On August 2, German media reported that Trinh Xuan Thanh had been returned to Vietnam for his role in the theft of $150 million during his tenure as chairman of a subsidiary of the PetroVietnam energy company.
The incident caused an angry outcry in the mainstream media and a mixed response in Vietnam itself with Luat Khoa (Justice) magazine comparing Trinh Xuan Thanh with fugitive former NSA specialist Edward Snowden who now lives in Russia.
“Snowden laid bare the global system of surveillance established by the US and large-scale human rights violations by Washington. He did that on a pro bono basis without asking for money,” Kolotov said.
He added that unlike Snowden, who was driven by idealistic intentions, Trinh Xuan Thanh is a big-time swindler who apparently acted as part of an organized group.
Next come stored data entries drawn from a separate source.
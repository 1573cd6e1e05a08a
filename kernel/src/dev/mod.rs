//! Various drivers and driver interfaces

#[cfg(feature = "framebuffer")]
pub mod framebuffer;
#[cfg(feature = "serial")]
pub mod serial;
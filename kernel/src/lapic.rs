
use crate::mem::mmio::{RwReg, RoReg};

/// Interrrupt Command Register. Used to send inter-processor interrupts.
#[derive(Debug)]
struct Icr {
    /// The low part of the ICR
    low: RwReg<u32>,
    /// The high part of the ICR
    high: RwReg<u32>,
}

#[derive(Debug)]
struct ApicTimer {
    /// The initial count of the timer. When the timer reaches 0, it will generate an interrupt.
    initial_count: RwReg<u32>,
    /// The current count of the timer. It will be decremented by 1 every time the timer is enabled.
    current_count: RoReg<u32>,
    /// The divide configuration of the timer. It will be used to divide the input frequency of the
    /// timer.
    divide: RwReg<u32>,
}

// TODO: Maybe restucture this, since RwReg & RoReg both hold the address, and it takes up quite a
// bit of extra mem
#[derive(Debug)]
struct LocalApic {
    /// Holds the APIC ID assigned to this core.
    /// It could be changed by us if we wanted to, but it's bad practice
    lapic_id: RwReg<u32>,
    /// Holds the version and a bunch of other info about the Local APIC
    lapic_version: RoReg<u32>,
    task_priority: RwReg<u32>,
    arbitration_priority: RwReg<u32>,
    processor_priority: RwReg<u32>,
    /// "End Of Interrupt" register. It's only ever used to signal the end of an interrupt, by
    /// writing 0 to it. UB if you write anything else.
    eoi: RwReg<u32>,
    remote_read: RwReg<u32>,
    logical_destination: RwReg<u32>,
    destination_format: RwReg<u32>,
    spi_vector: [RwReg<u32>; 8],
    isr: [RoReg<u32>; 8],
    tmr: [RwReg<u32>; 8],
    irr: [RoReg<u32>; 8],
    /// Records any errors detected by the local APIC
    esr: RoReg<u32>,
    /// Icr of the local APIC
    icr: Icr,
    /// A bunch of registers that let us configure the way local interrupts are delivered & handled
    /// by this core
    lvt_timer: RwReg<u32>,
    lvt_thermal: RwReg<u32>,
    lvt_perf_monitor: RwReg<u32>,
    lvt_lint0: RwReg<u32>,
    lvt_lint1: RwReg<u32>,
    lvt_error: RwReg<u32>,
    timer: ApicTimer,
}

impl LocalApic {
    pub fn init() {

    }
}
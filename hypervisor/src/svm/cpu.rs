use arch::BASIC_PAGE_SIZE;
use utils::sanity_assert;

use utils::mem::PhysAddr;

use core::arch::asm;

/// Execute a VMRUN instruction.
#[inline]
pub(super) unsafe fn vmrun(vmcb: PhysAddr) {
    sanity_assert!(vmcb.0 % BASIC_PAGE_SIZE == 0);

    unsafe {
        asm!(
            "vmrun",
            in("rax") vmcb.0,
        );
    };
}
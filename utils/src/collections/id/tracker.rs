use core::ops::Range;

use crate::collections::bitmap::Bitmap;
use crate::sync::spinlock::SpinLockable;

use super::Id;

/// Possible errors the ID allocator might encounter
#[derive(Debug, Clone, Copy, Eq, PartialEq)]
pub enum IdTrackerError {
    /// The allocator is out of IDs
    OutOfIds,
    /// The ID that was trying to be freed is already freed
    IdAlreadyFree,
    /// ID Out of bounds
    InvalidId,
    /// The ID that was trying to be allocated is already taken
    IdAlreadyTaken,
}

/// ID allocator that allocates and tracks IDs from a given, finite, pool.
pub struct IdTracker {
    /// Bitmap for keeping track of IDs
    bitmap: Bitmap,
    /// The range of the ID pool
    pool_range: Range<Id>,
}

impl SpinLockable for IdTracker {}

// TODO: Use a ring ptr here?

impl IdTracker {
    /// Get an uninitilized instance of an `IdTracker`
    pub const fn uninit() -> Self {
        Self {
            bitmap: Bitmap::uninit(),
            pool_range: Id(0)..Id(0),
        }
    }

    /// Construct a new `IdTracker`
    pub fn new(pool_range: Range<Id>) -> Self {
        Self {
            bitmap: Bitmap::new(pool_range.end.0 - pool_range.start.0 + 1),
            pool_range,
        }
    }

    /// Try to find a free id in the pool_range and allocate it
    #[must_use = "Not freeing the ID will cause leaking"]
    pub fn allocate(&mut self) -> Result<Id, IdTrackerError> {
        let max_id = self.bitmap.used_bits_count();

        for i in 0..max_id {
            if !self.bitmap.is_set(i) {
                self.bitmap.set(i);
                return Ok(Id(i + self.pool_range.start.0));
            }
        }

        Err(IdTrackerError::OutOfIds)
    }

    pub fn allocate_at(&mut self, id: Id) -> Result<(), IdTrackerError> {
        if id.0 >= self.bitmap.used_bits_count() {
            return Err(IdTrackerError::InvalidId);
        } else if self.bitmap.is_set(id.0) {
            return Err(IdTrackerError::IdAlreadyTaken);
        }

        self.bitmap.set(id.0);

        Ok(())
    }

    // TODO: Give a handle or something to prevent bad freeing?
    /// Tries to free the given id
    pub unsafe fn free(&mut self, id: Id) -> Result<(), IdTrackerError> {
        // Make sure the ID is in the given pool_range
        if self.pool_range.end.0 < id.0 || id.0 < self.pool_range.start.0 {
            return Err(IdTrackerError::OutOfIds);
        }

        let index = id.0 - self.pool_range.start.0;

        // Free only if the ID is indeed already taken
        if self.bitmap.is_set(index) {
            self.bitmap.unset(index);

            return Ok(());
        }

        Err(IdTrackerError::IdAlreadyFree)
    }

    pub fn pool_range(&self) -> Range<Id> {
        self.pool_range.clone()
    }

    // pub fn grow_pool();
    // pub fn shrink_pool();
}

#[cfg(test)]
mod tests {
    use super::*;

    #[test]
    fn test_id_allocator() {
        let mut allocator = IdTracker::new(Id(0)..Id(10));

        let id1 = allocator.allocate().unwrap();
        assert_eq!(id1.0, 0);

        let id2 = allocator.allocate().unwrap();
        assert_eq!(id2.0, 1);

        unsafe { allocator.free(id1).unwrap() };

        let id3 = allocator.allocate().unwrap();
        assert_eq!(id3.0, 0);
    }
}
//! Dynamically registered ISRs, for devices whose vector isn't one of the fixed ones wired up in
//! [`super::interrupts`].

use macros::isr;

use super::trap::dispatch_irq;

pub const GENERIC_ISR_VECTOR: u8 = 255;

#[isr]
pub fn generic_irq_isr() {
    dispatch_irq(GENERIC_ISR_VECTOR);
    super::apic::lapic::signal_eoi_this_cpu();
}
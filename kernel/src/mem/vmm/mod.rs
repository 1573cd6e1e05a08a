//! VMM which provides high level paging wrappers

mod heap;
pub mod slab;

// TODO: Remove x86_64 dependencies here

use core::{ffi::c_void, num::NonZero, ptr::NonNull};

use crate::arch::x86_64::paging::{PageSize, PagingError};

use crate::mem::pmm::PmmAllocator;
use crate::mem::{VirtAddr, page_id_to_addr};

/// Tries to allocate a block of pages of `page_count` amount, satisfying `alignment` page alignment
/// (e.g. If `alignment == 2` then allocaitons will happen in multiples of 2 * BASE_PAGE_SIZE)
pub fn alloc_pages_any(
    alignment: usize,
    page_count: usize,
) -> Result<NonNull<c_void>, PagingError> {
    println!("page_count: {}", page_count);
    println!("alignment: {}", alignment);
    let phys_addr = crate::mem::pmm::get()
        .alloc_any(alignment, page_count)
        .map_err(|e| PagingError::AllocationError(e))?;
    println!("phys_addr: {:?}", phys_addr);
    let virt_addr = phys_addr.add_hhdm_offset();

    // TODO: Add a way to customize the flags being set. 3 => x86_64 Present + Read & Write
    crate::arch::x86_64::paging::PageTable::map_page_specific(
        virt_addr,
        phys_addr,
        3,
        PageSize::Size4KB,
    )?;

    // SAFETY: `virt_addr` is not null since physical page 0 should always be marked as taken
    Ok(NonNull::without_provenance(
        NonZero::new(virt_addr.0).unwrap(),
    ))
}

/// Tries to allocates a block of pages of `page_count` amount, at the given `virt_addr` virtual
/// address
pub fn alloc_pages_at(virt_addr: VirtAddr, page_count: usize) -> Result<(), PagingError> {
    let phys_addr = virt_addr.subtract_hhdm_offset();
    crate::mem::pmm::get()
        .alloc_at(phys_addr, page_count)
        .map_err(|e| PagingError::AllocationError(e))?;

    // TODO: Add a way to customize the flags being set. 3 => x86_64 Present + Read & Write
    crate::arch::x86_64::paging::PageTable::map_page_specific(
        virt_addr,
        phys_addr,
        3,
        PageSize::Size4KB,
    )
}

/// Tries to unmap and free a contigious block of pages of `page_count` amount, at the given `virt_addr`
pub unsafe fn free_pages(ptr: NonNull<c_void>, page_count: usize) -> Result<(), PagingError> {
    let virt_addr: VirtAddr = ptr.into();
    for i in 0..page_count {
        let virt_addr = VirtAddr(virt_addr.0 + page_id_to_addr(i));
        unsafe {
            crate::arch::x86_64::paging::PageTable::unmap_page(virt_addr, PageSize::Size4KB)
        }?;
    }

    let phys_addr = virt_addr.subtract_hhdm_offset();
    unsafe { crate::mem::pmm::get().free(phys_addr, page_count) }
        .map_err(|e| PagingError::AllocationError(e))?;

    Ok(())
}
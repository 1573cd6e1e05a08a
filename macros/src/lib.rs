#![feature(naked_functions)]

use proc_macro::TokenStream;
use quote::quote;
use syn::{parse_macro_input, ItemFn};

/// A macro to make a function an mock/integration testing function
#[proc_macro_attribute]
pub fn test_fn(_attr: TokenStream, item: TokenStream) -> TokenStream {
    // Parse the input function
    let input = parse_macro_input!(item as ItemFn);
    let fn_name = &input.sig.ident;
    let fn_name_str = fn_name.to_string();

    // Validate: no arguments, returns ()
    if !input.sig.inputs.is_empty() {
        return syn::Error::new_spanned(
            input.sig.inputs,
            "test_case functions must have no arguments",
        )
        .to_compile_error()
        .into();
    }
    match input.sig.output {
        syn::ReturnType::Default => {}
        syn::ReturnType::Type(_, _) => {
            return syn::Error::new_spanned(
                input.sig.output,
                "test_case functions must not return a value",
            )
            .to_compile_error()
            .into();
        }
    }

    // Generate a unique static for the tuple
    let tuple_ident = syn::Ident::new(&format!("__test_tuple_{}", fn_name), fn_name.span());

    // Output: original function + tuple
    let output = quote! {
        #input

        #[test_case]
        #[allow(non_upper_case_globals)]
        static #tuple_ident: (fn(), &'static str) = (#fn_name, #fn_name_str);
    };

    output.into()
}

/// Make a function an ISR. This macro creates a stub (called `__isr_stub_isr` where `isr` is the name of
/// the function) that calls the macro tagged with that attribute
///
/// NOTE: When registering the ISR within the IDT use `__isr_stub_isr` and NOT `isr`. The ISR stub
/// will call the actual ISR.
#[cfg(target_arch = "x86_64")]
#[proc_macro_attribute]
pub fn isr(_attr: TokenStream, item: TokenStream) -> TokenStream {
    // Parse the input function
    let input_fn = parse_macro_input!(item as ItemFn);
    let fn_name = &input_fn.sig.ident;
    let fn_vis = &input_fn.vis;
    let fn_args = &input_fn.sig.inputs;
    let fn_body = &input_fn.block;

    // Generate the wrapper function name
    let wrapper_name = syn::Ident::new(&format!("__isr_stub_{}", fn_name), fn_name.span());

    // Generate the macro output
    let expanded = quote! {
        // The original ISR function (renamed internally)
        #fn_vis fn #fn_name(#fn_args) {
            #fn_body
        }

        // The naked wrapper function with ISR assembly. Saves every
        // caller-saved GPR before the call: unlike an ordinary call site,
        // nothing here knows what the interrupted code had live in them.
        #[naked]
        #[unsafe(no_mangle)]
        #fn_vis unsafe extern "C" fn #wrapper_name() {
            core::arch::naked_asm!(
                "push rax",
                "push rbx",
                "push rcx",
                "push rdx",
                "push rsi",
                "push rdi",
                "push rbp",
                "push r8",
                "push r9",
                "push r10",
                "push r11",
                "push r12",
                "push r13",
                "push r14",
                "push r15",
                "call {}",
                "pop r15",
                "pop r14",
                "pop r13",
                "pop r12",
                "pop r11",
                "pop r10",
                "pop r9",
                "pop r8",
                "pop rbp",
                "pop rdi",
                "pop rsi",
                "pop rdx",
                "pop rcx",
                "pop rbx",
                "pop rax",
                // Return from interrupt
                "iretq",
                sym #fn_name,
            );
        }
    };

    TokenStream::from(expanded)
}

// #[proc_macro_attribute]
// pub fn fast_static_once_cell(_attr: TokenStream, item: TokenStream) -> TokenStream {
//     // Parse the input as a static item
//     let input = parse_macro_input!(item as ItemStatic);
//     let name = &input.ident;
//     let ty = &input.ty;
//     let vis = &input.vis;
//
//     // Generate the set and get function names
//     let func_suffix = name.to_string().to_lowercase();
//     let set_fn = format!("set_{}", func_suffix);
//     let get_fn = format!("get_{}", func_suffix);
//     let set_ident = syn::Ident::new(&set_fn, name.span());
//     let get_ident = syn::Ident::new(&get_fn, name.span());
//
//     // Generate the output token stream
//     let output = quote! {
//         #vis static mut #name: #ty = #input.expr;
//
//         #[inline]
//         #vis unsafe fn #set_ident(value: #ty) {
//             unsafe {
//                 #name = value;
//             }
//         }
//
//         #[inline]
//         #vis fn #get_ident() -> #ty {
//             unsafe {
//                 #name
//             }
//         }
//     };
//
//     TokenStream::from(output)
// }
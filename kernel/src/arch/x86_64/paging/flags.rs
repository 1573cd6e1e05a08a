use crate::{
    arch::x86_64::X86_64,
    mem::paging::{Flags, PageSize},
};

use super::pat::{PatEntry, PatType};

impl Flags<X86_64> {
    /// Keep all flags as off
    pub const FLAGS_NONE: usize = 0;
    /// Present bit (`0`):
    /// - If `1` the page is present.
    /// - If `0` the page isn't present, and accessing it would cause a PF
    pub(super) const FLAG_P: usize = 1 << 0;
    /// Read/write bit (`1`):
    /// - If `1` any address this page maps is writeable and readable
    /// - If `0` any address this page maps is read-only
    pub(super) const FLAG_RW: usize = 1 << 1;
    /// User/supervisor bit (`2`):
    /// - If `1` any address this page maps is accessible from user mode
    /// - If `0` any address this page maps is accessible only from kernel mode
    pub(super) const FLAG_US: usize = 1 << 2;
    /// Page-level write-through bit (`3`):
    /// - If `1` the page is write-through
    /// - If `0` the page is write-back
    ///
    /// Also PAT bit 0
    pub(super) const FLAG_PWT: usize = 1 << 3;
    /// Page-level cache disable bit (`4`):
    /// - If `1` the page is not cacheable
    /// - If `0` the page is cacheable
    ///
    /// Also PAT bit 1
    pub(super) const FLAG_PCD: usize = 1 << 4;
    /// Accessed bit (`5`):
    /// - If `1` the page has been accessed (read from or written to)
    /// - If `0` the page has not been accessed
    pub(super) const FLAG_A: usize = 1 << 5;
    /// Dirty bit (`6`):
    /// - If `1` the page has been written to
    /// - If `0` the page has not been written to
    pub(super) const FLAG_D: usize = 1 << 6;
    /// Page size bit (`7`):
    /// - If `1` the page is 2MB
    /// - If `0` the page is 4KB
    pub(super) const FLAG_PS: usize = 1 << 7;
    /// Global bit (`8`):
    /// - If `1` the CPU won't update the associated address when the TLB is flushed
    /// - If `0` the CPU will update the associated address when the TLB is flushed
    pub(super) const FLAG_G: usize = 1 << 8;
    /// Ignored bits (`9-11`) on AMD:
    /// Ignored bits (`9-10`) on Intel:
    pub(super) const RESERVED: usize = 1 << 9;
    /// HLAT paging bit (`12` Intel ONLY!!):
    pub(super) const HLAT: usize = 1 << 11;
    /// PAT bit 3 (on PDPE!)
    pub(super) const FLAG_BIG_PAGES_PAT: usize = 1 << 12;
    /// PAT bit 3 (on PTE!)
    pub(super) const FLAG_4KB_PAT: usize = 1 << 7;
    /// Execute disable bit (`63`):
    /// - If `1` the page is not executable
    /// - If `0` the page is executable
    pub(super) const FLAG_XD: usize = 1 << 63;

    /// Custom flag to mark a page as an allocated one, so we should free it when the time comes
    pub(super) const FLAG_ALLOCATED: usize = 1 << 9;

    /// Set this flag to mark the entry as a "last entry" in the page table, and now
    /// that we know the last level we can combine that with the `PS` flag to determine the size
    pub(super) const FLAG_LAST_ENTRY: usize = 1 << 10;

    /// Create a new, empty `Flags` instance
    #[inline]
    #[must_use]
    pub const fn new() -> Self {
        unsafe { Self::from_raw(Self::FLAGS_NONE) }
    }

    /// Set the bits matching the specified `PatType`, when the page is of `PageSize`.
    #[inline]
    #[must_use]
    pub fn set_pat(self, pat_type: PatType, page_size: PageSize<X86_64>) -> Self {
        let pat: PatEntry = pat_type.into();
        if page_size == PageSize::size_4kb() {
            self.set_pat_4kb((pat as usize & 0b100) != 0)
        } else {
            self.set_pat_big_pages((pat as usize & 0b100) != 0)
        }
        .set_pwt((pat as usize & 0b010) != 0)
        .set_pcd((pat as usize & 0b001) != 0)
    }

    #[inline]
    #[must_use]
    pub(super) const fn set_present(self, status: bool) -> Self {
        self.set(Self::FLAG_P, status)
    }

    #[inline]
    #[must_use]
    pub const fn set_read_write(self, status: bool) -> Self {
        self.set(Self::FLAG_RW, status)
    }

    #[inline]
    #[must_use]
    pub const fn set_user_supervisor(self, status: bool) -> Self {
        self.set(Self::FLAG_US, status)
    }

    #[inline]
    #[must_use]
    pub(super) const fn set_pwt(self, status: bool) -> Self {
        self.set(Self::FLAG_PWT, status)
    }

    #[inline]
    #[must_use]
    pub(super) const fn set_pcd(self, status: bool) -> Self {
        self.set(Self::FLAG_PCD, status)
    }

    #[inline]
    #[must_use]
    pub(super) const fn set_pat_big_pages(self, status: bool) -> Self {
        self.set(Self::FLAG_BIG_PAGES_PAT, status)
    }

    #[inline]
    #[must_use]
    pub(super) const fn set_pat_4kb(self, status: bool) -> Self {
        self.set(Self::FLAG_4KB_PAT, status)
    }

    #[inline]
    #[must_use]
    pub(super) const fn set_accessed(self, status: bool) -> Self {
        self.set(Self::FLAG_A, status)
    }

    #[inline]
    #[must_use]
    pub(super) const fn set_dirty(self, status: bool) -> Self {
        self.set(Self::FLAG_D, status)
    }

    #[inline]
    #[must_use]
    pub(super) const fn set_page_size(self, status: bool) -> Self {
        self.set(Self::FLAG_PS, status)
    }

    #[inline]
    #[must_use]
    pub const fn set_global(self, status: bool) -> Self {
        self.set(Self::FLAG_G, status)
    }

    #[inline]
    #[must_use]
    pub const fn set_hlat(self, status: bool) -> Self {
        self.set(Self::HLAT, status)
    }

    #[inline]
    #[must_use]
    pub const fn set_execute_disable(self, status: bool) -> Self {
        self.set(Self::FLAG_XD, status)
    }

    #[inline]
    #[must_use]
    pub(super) const fn set_allocated(self, status: bool) -> Self {
        self.set(Self::FLAG_ALLOCATED, status)
    }

    #[inline]
    #[must_use]
    pub(super) const fn set_last_entry(self, status: bool) -> Self {
        self.set(Self::FLAG_LAST_ENTRY, status)
    }

    #[inline]
    #[must_use]
    pub const fn get_present(self) -> bool {
        self.get(Self::FLAG_P)
    }

    #[inline]
    #[must_use]
    pub const fn get_read_write(self) -> bool {
        self.get(Self::FLAG_RW)
    }

    #[inline]
    #[must_use]
    pub const fn get_user_supervisor(self) -> bool {
        self.get(Self::FLAG_US)
    }

    #[inline]
    #[must_use]
    pub const fn get_write_through(self) -> bool {
        self.get(Self::FLAG_PWT)
    }

    #[inline]
    #[must_use]
    pub const fn get_cache_disable(self) -> bool {
        self.get(Self::FLAG_PCD)
    }

    #[inline]
    #[must_use]
    pub const fn get_accessed(self) -> bool {
        self.get(Self::FLAG_A)
    }

    #[inline]
    #[must_use]
    pub const fn get_dirty(self) -> bool {
        self.get(Self::FLAG_D)
    }

    #[inline]
    #[must_use]
    pub const fn get_page_size(self) -> bool {
        self.get(Self::FLAG_PS)
    }

    #[inline]
    #[must_use]
    pub const fn get_global(self) -> bool {
        self.get(Self::FLAG_G)
    }

    #[inline]
    #[must_use]
    pub const fn get_hlat(self) -> bool {
        self.get(Self::HLAT)
    }

    #[inline]
    #[must_use]
    pub const fn get_execute_disable(self) -> bool {
        self.get(Self::FLAG_XD)
    }

    #[inline]
    #[must_use]
    pub const fn get_allocated(self) -> bool {
        self.get(Self::FLAG_ALLOCATED)
    }

    #[inline]
    #[must_use]
    pub const fn get_last_entry(self) -> bool {
        self.get(Self::FLAG_LAST_ENTRY)
    }
}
“The Germans refused to extradite him because they hoped to extract some state secrets from him, compromise the corrupt officials and businessmen he worked with and, using the obtained information, to get lucrative contracts by promising them safe asylum in Germany,” Vladimir Kolotov continued.
“After Trinh Xuan Thanh disappeared, the Germans blamed it on the Vietnamese authorities and started blackmailing them. If the Vietnamese government backtracks it would encourage other corrupt officials to steal and flee abroad,” he added.
The Trinh Xuan Thanh case is part of the Vietnamese Communist Party’s ongoing crackdown on corruption by senior officials who put their personal wellbeing before the interests of the state, thus undermining the people’s trust in Community party and the government.
The very same thing happened in the Soviet Union where corrupt government officials betrayed the country’s interests for personal gain.
“Had it not been for the $150 million, good connections and the knowledge of state secrets Trinh Xuan Thanh had, the Germans would have sent him back home in jiffy,” Kolotov concluded.
Meanwhile, Berlin has demanded that Trinh Xuan Thanh be allowed to return to Germany and declared the intelligence attaché at the Vietnamese embassy persona-non-grata.
In a commentary for Sputnik, Anton Tsvetov, an expert at the Center for Strategic Studies in Moscow, said that during the recent G20 summit in Hamburg, the Vietnamese side requested the extradition of Trinh Xuan Thanh who had applied for political asylum in Germany.
“It looks like the Germans refused [to extradite Trinh Xuan Thanh] and the Vietnamese simply ran out of patience, especially now that their anti-corruption campaign is in full swing,” Tsvetov said.
“All this will obviously deal a serious blow to Vietnam’s relations with Germany and the EU, which have previously criticized the Vietnamese authorities for their persecution of independent bloggers. Hanoi didn’t like that and it looks like it is ready for a further escalation of tensions with Europe,” Anton Tsvetov said.
Trinh Xuan Thanh disappeared after being accused of causing 150 million dollars’ worth of financial damage to the company he worked for.
Since then Thanh’s capture has been a high priority for the Vietnamese government, which had been tracking his movements since he fled the country in 2016.
In December 2016, Communist Party Chief Nguyen Phu Trong said that his capture was of the “highest priority.”